Work instructions: Both the line with "Ok(serde_yaml::from_str(yaml)?)" and the line with "cannot be parsed." in the records below must appear in the output, along with every line between them, exactly and with nothing added.

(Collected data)
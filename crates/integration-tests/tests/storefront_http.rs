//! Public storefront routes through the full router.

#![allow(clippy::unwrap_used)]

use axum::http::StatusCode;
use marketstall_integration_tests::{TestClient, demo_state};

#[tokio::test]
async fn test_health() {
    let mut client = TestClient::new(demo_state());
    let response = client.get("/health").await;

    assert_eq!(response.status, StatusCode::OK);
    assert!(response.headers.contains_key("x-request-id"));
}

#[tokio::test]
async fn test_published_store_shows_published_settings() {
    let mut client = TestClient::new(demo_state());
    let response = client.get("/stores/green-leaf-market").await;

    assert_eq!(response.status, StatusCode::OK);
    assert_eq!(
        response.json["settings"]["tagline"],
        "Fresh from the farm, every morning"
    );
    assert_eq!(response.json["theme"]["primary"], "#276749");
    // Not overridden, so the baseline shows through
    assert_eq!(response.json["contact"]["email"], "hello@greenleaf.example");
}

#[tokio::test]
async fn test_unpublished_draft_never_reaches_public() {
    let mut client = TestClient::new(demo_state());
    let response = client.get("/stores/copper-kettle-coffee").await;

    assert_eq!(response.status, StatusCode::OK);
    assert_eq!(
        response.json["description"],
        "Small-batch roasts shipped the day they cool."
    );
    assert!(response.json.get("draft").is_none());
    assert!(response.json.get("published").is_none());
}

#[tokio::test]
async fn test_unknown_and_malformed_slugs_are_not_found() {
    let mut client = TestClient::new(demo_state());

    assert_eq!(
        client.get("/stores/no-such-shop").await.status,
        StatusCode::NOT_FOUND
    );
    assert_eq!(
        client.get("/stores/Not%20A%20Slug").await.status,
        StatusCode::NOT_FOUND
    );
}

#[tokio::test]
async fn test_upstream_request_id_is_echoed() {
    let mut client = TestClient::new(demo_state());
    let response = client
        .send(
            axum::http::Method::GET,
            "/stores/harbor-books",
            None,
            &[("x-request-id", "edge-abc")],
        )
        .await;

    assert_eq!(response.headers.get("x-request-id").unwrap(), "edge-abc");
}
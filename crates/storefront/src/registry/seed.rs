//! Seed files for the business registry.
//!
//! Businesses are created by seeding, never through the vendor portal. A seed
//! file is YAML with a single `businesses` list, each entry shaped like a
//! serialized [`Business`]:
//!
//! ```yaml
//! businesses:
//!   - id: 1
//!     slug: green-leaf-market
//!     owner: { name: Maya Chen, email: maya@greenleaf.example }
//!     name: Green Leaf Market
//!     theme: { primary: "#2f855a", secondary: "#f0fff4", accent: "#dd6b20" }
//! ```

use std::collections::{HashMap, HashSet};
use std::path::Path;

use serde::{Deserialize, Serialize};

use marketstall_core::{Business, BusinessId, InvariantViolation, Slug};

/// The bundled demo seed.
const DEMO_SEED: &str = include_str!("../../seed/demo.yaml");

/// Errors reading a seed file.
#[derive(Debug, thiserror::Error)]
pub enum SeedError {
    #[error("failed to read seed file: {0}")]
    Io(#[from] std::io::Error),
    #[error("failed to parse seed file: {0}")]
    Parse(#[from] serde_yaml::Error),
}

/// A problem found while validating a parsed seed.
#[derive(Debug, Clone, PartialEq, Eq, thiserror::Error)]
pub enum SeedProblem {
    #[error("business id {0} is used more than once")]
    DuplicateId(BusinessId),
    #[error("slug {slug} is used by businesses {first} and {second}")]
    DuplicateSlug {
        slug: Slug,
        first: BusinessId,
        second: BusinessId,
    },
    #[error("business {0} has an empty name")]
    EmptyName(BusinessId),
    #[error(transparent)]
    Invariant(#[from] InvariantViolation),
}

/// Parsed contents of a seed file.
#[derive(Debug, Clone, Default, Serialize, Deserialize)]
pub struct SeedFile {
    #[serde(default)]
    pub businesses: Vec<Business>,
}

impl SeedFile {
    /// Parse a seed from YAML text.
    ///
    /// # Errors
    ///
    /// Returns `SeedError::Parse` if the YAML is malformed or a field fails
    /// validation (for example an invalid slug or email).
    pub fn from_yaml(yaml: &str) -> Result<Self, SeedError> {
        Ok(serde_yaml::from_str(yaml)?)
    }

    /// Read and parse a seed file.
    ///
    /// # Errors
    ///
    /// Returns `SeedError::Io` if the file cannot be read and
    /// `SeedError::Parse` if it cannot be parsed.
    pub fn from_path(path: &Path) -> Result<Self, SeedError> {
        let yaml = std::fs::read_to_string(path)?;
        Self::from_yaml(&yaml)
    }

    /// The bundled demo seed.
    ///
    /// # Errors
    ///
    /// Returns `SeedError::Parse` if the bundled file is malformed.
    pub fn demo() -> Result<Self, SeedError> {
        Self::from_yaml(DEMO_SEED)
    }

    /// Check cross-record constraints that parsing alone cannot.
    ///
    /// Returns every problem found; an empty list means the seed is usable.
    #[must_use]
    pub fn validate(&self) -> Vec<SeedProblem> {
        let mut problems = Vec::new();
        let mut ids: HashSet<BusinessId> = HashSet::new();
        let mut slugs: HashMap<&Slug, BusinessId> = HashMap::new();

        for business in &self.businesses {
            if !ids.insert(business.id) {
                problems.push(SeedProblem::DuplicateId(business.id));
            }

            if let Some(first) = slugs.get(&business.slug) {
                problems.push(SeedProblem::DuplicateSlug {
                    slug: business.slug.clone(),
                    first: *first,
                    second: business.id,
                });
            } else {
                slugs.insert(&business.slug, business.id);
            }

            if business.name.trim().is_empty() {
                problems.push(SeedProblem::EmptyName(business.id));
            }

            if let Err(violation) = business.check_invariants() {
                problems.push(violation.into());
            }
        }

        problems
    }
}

Response to the exercise:
        Ok(serde_yaml::from_str(yaml)?)
    }

    /// Read and parse a seed file.
    ///
    /// # Errors
    ///
    /// Returns `SeedError::Io` if the file cannot be read and
    /// `SeedError::Parse` if it cannot be parsed.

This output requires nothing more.